*** Opening Dataset records ***
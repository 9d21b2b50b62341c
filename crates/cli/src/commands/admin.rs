//! Admin user management commands.
//!
//! # Environment Variables
//!
//! - `ADMIN_DATABASE_URL` - `PostgreSQL` connection string for the admin database

use rand::Rng;
use sqlx::PgPool;
use thiserror::Error;

use jademart_admin::services::auth::{AuthError, hash_password};
use jademart_core::AdminRole;

/// Length of generated admin passwords.
const GENERATED_PASSWORD_LENGTH: usize = 24;

const PASSWORD_ALPHABET: &[u8] =
    b"ABCDEFGHJKLMNPQRSTUVWXYZabcdefghijkmnopqrstuvwxyz23456789";

/// Errors that can occur during admin operations.
#[derive(Debug, Error)]
pub enum AdminCommandError {
    /// Required environment variable is missing.
    #[error("Missing environment variable: {0}")]
    MissingEnvVar(&'static str),

    /// Database connection error.
    #[error("Database error: {0}")]
    Database(#[from] sqlx::Error),

    /// Invalid role.
    #[error("Invalid role: {0}. Valid roles: super_admin, admin, viewer")]
    InvalidRole(String),

    /// Invalid email.
    #[error("Invalid email: {0}")]
    InvalidEmail(String),

    /// User already exists.
    #[error("Admin user already exists with email: {0}")]
    UserExists(String),

    /// Password hashing failed.
    #[error("Password hashing failed")]
    PasswordHash,
}

impl From<AuthError> for AdminCommandError {
    fn from(_: AuthError) -> Self {
        Self::PasswordHash
    }
}

/// Create a new admin user with a generated password.
///
/// The password is printed to stdout exactly once; it is stored only as
/// an argon2 hash.
///
/// # Errors
///
/// Returns `AdminCommandError` for a bad role/email, a duplicate account,
/// or a database failure.
pub async fn create_user(email: &str, name: &str, role: &str) -> Result<i32, AdminCommandError> {
    dotenvy::dotenv().ok();

    let role: AdminRole = role
        .parse()
        .map_err(|_| AdminCommandError::InvalidRole(role.to_owned()))?;

    let email = email.trim().to_lowercase();
    if !email.contains('@') || !email.contains('.') {
        return Err(AdminCommandError::InvalidEmail(email));
    }

    let database_url = std::env::var("ADMIN_DATABASE_URL")
        .map_err(|_| AdminCommandError::MissingEnvVar("ADMIN_DATABASE_URL"))?;

    tracing::info!("Connecting to admin database...");
    let pool = PgPool::connect(&database_url).await?;

    let existing: Option<i32> =
        sqlx::query_scalar("SELECT id FROM admin.admin_user WHERE email = $1")
            .bind(&email)
            .fetch_optional(&pool)
            .await?;
    if existing.is_some() {
        return Err(AdminCommandError::UserExists(email));
    }

    let password = generate_password();
    let password_hash = hash_password(&password)?;

    let user_id: i32 = sqlx::query_scalar(
        r"
        INSERT INTO admin.admin_user (email, name, role, password_hash)
        VALUES ($1, $2, $3, $4)
        RETURNING id
        ",
    )
    .bind(&email)
    .bind(name)
    .bind(role.to_string())
    .bind(&password_hash)
    .fetch_one(&pool)
    .await?;

    tracing::info!("Admin user created: id={}, email={}, role={}", user_id, email, role);

    #[allow(clippy::print_stdout)]
    {
        println!("Admin user created.");
        println!("  Email:    {email}");
        println!("  Role:     {role}");
        println!("  Password: {password}");
        println!("This password is shown once and stored only as a hash.");
    }

    Ok(user_id)
}

/// Generate a random password from an unambiguous alphabet.
fn generate_password() -> String {
    let mut rng = rand::rng();
    (0..GENERATED_PASSWORD_LENGTH)
        .map(|_| {
            let idx = rng.random_range(0..PASSWORD_ALPHABET.len());
            PASSWORD_ALPHABET[idx] as char
        })
        .collect()
}

#[cfg(test)]
mod tests {
    use super::*;

    #[test]
    fn test_generated_password_shape() {
        let password = generate_password();
        assert_eq!(password.len(), GENERATED_PASSWORD_LENGTH);
        assert!(password.bytes().all(|b| PASSWORD_ALPHABET.contains(&b)));
    }
}
//! Unified error handling with Sentry integration.
//!
//! All admin route handlers return `Result<T, AdminError>`; the client
//! always receives `{ "error": "..." }` with an appropriate status.

use axum::{
    Json,
    http::StatusCode,
    response::{IntoResponse, Response},
};
use serde_json::json;
use thiserror::Error;

use crate::db::RepositoryError;
use crate::services::email::EmailError;

/// Application-level error type for the admin panel.
#[derive(Debug, Error)]
pub enum AdminError {
    /// Database operation failed.
    #[error("Database error: {0}")]
    Database(#[from] RepositoryError),

    /// Email delivery failed.
    #[error("Email error: {0}")]
    Email(#[from] EmailError),

    /// Resource not found.
    #[error("Not found: {0}")]
    NotFound(String),

    /// Admin is not authenticated.
    #[error("Unauthorized: {0}")]
    Unauthorized(String),

    /// Admin lacks the required role.
    #[error("Forbidden: {0}")]
    Forbidden(String),

    /// Bad request from client.
    #[error("Bad request: {0}")]
    BadRequest(String),

    /// Conflict with existing state.
    #[error("Conflict: {0}")]
    Conflict(String),

    /// Internal server error.
    #[error("Internal error: {0}")]
    Internal(String),
}

impl IntoResponse for AdminError {
    fn into_response(self) -> Response {
        // Repository not-found/conflict outcomes are client errors, not ours
        let this = match self {
            Self::Database(RepositoryError::NotFound) => {
                Self::NotFound("resource not found".to_string())
            }
            Self::Database(RepositoryError::Conflict(msg)) => Self::Conflict(msg),
            other => other,
        };
        this.respond()
    }
}

impl AdminError {
    fn respond(self) -> Response {
        // Capture server errors to Sentry
        if matches!(self, Self::Database(_) | Self::Internal(_) | Self::Email(_)) {
            let event_id = sentry::capture_error(&self);
            tracing::error!(
                error = %self,
                sentry_event_id = %event_id,
                "Request error"
            );
        }

        let status = match &self {
            Self::Database(_) | Self::Internal(_) | Self::Email(_) => {
                StatusCode::INTERNAL_SERVER_ERROR
            }
            Self::NotFound(_) => StatusCode::NOT_FOUND,
            Self::Unauthorized(_) => StatusCode::UNAUTHORIZED,
            Self::Forbidden(_) => StatusCode::FORBIDDEN,
            Self::BadRequest(_) => StatusCode::BAD_REQUEST,
            Self::Conflict(_) => StatusCode::CONFLICT,
        };

        // Don't expose internal error details to clients
        let message = match &self {
            Self::Database(_) | Self::Internal(_) => "Internal server error".to_string(),
            Self::Email(_) => "Email delivery failed".to_string(),
            _ => self.to_string(),
        };

        (status, Json(json!({ "error": message }))).into_response()
    }
}

/// Result type alias for `AdminError`.
pub type Result<T> = std::result::Result<T, AdminError>;

/// Set the Sentry user context from an admin ID.
///
/// Call this after successful authentication to associate errors with users.
pub fn set_sentry_user(user_id: &impl ToString, email: Option<&str>) {
    sentry::configure_scope(|scope| {
        scope.set_user(Some(sentry::User {
            id: Some(user_id.to_string()),
            email: email.map(String::from),
            ..Default::default()
        }));
    });
}

/// Clear the Sentry user context.
///
/// Call this on logout to stop associating errors with the user.
pub fn clear_sentry_user() {
    sentry::configure_scope(|scope| {
        scope.set_user(None);
    });
}

#[cfg(test)]
mod tests {
    use super::*;

    fn status_of(err: AdminError) -> StatusCode {
        err.into_response().status()
    }

    #[test]
    fn test_repository_outcomes_map_to_client_statuses() {
        assert_eq!(
            status_of(AdminError::Database(RepositoryError::NotFound)),
            StatusCode::NOT_FOUND
        );
        assert_eq!(
            status_of(AdminError::Database(RepositoryError::Conflict(
                "slug taken".to_string()
            ))),
            StatusCode::CONFLICT
        );
        assert_eq!(
            status_of(AdminError::Database(RepositoryError::DataCorruption(
                "bad".to_string()
            ))),
            StatusCode::INTERNAL_SERVER_ERROR
        );
    }

    #[test]
    fn test_admin_error_status_codes() {
        assert_eq!(
            status_of(AdminError::NotFound("x".to_string())),
            StatusCode::NOT_FOUND
        );
        assert_eq!(
            status_of(AdminError::Forbidden("x".to_string())),
            StatusCode::FORBIDDEN
        );
        assert_eq!(
            status_of(AdminError::Conflict("x".to_string())),
            StatusCode::CONFLICT
        );
        assert_eq!(
            status_of(AdminError::Internal("x".to_string())),
            StatusCode::INTERNAL_SERVER_ERROR
        );
    }
}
*** Closing Dataset records ***
Every line containing the word "enum" must be copied from the material above.

## Reply
pub enum AdminCommandError {
pub enum AdminError {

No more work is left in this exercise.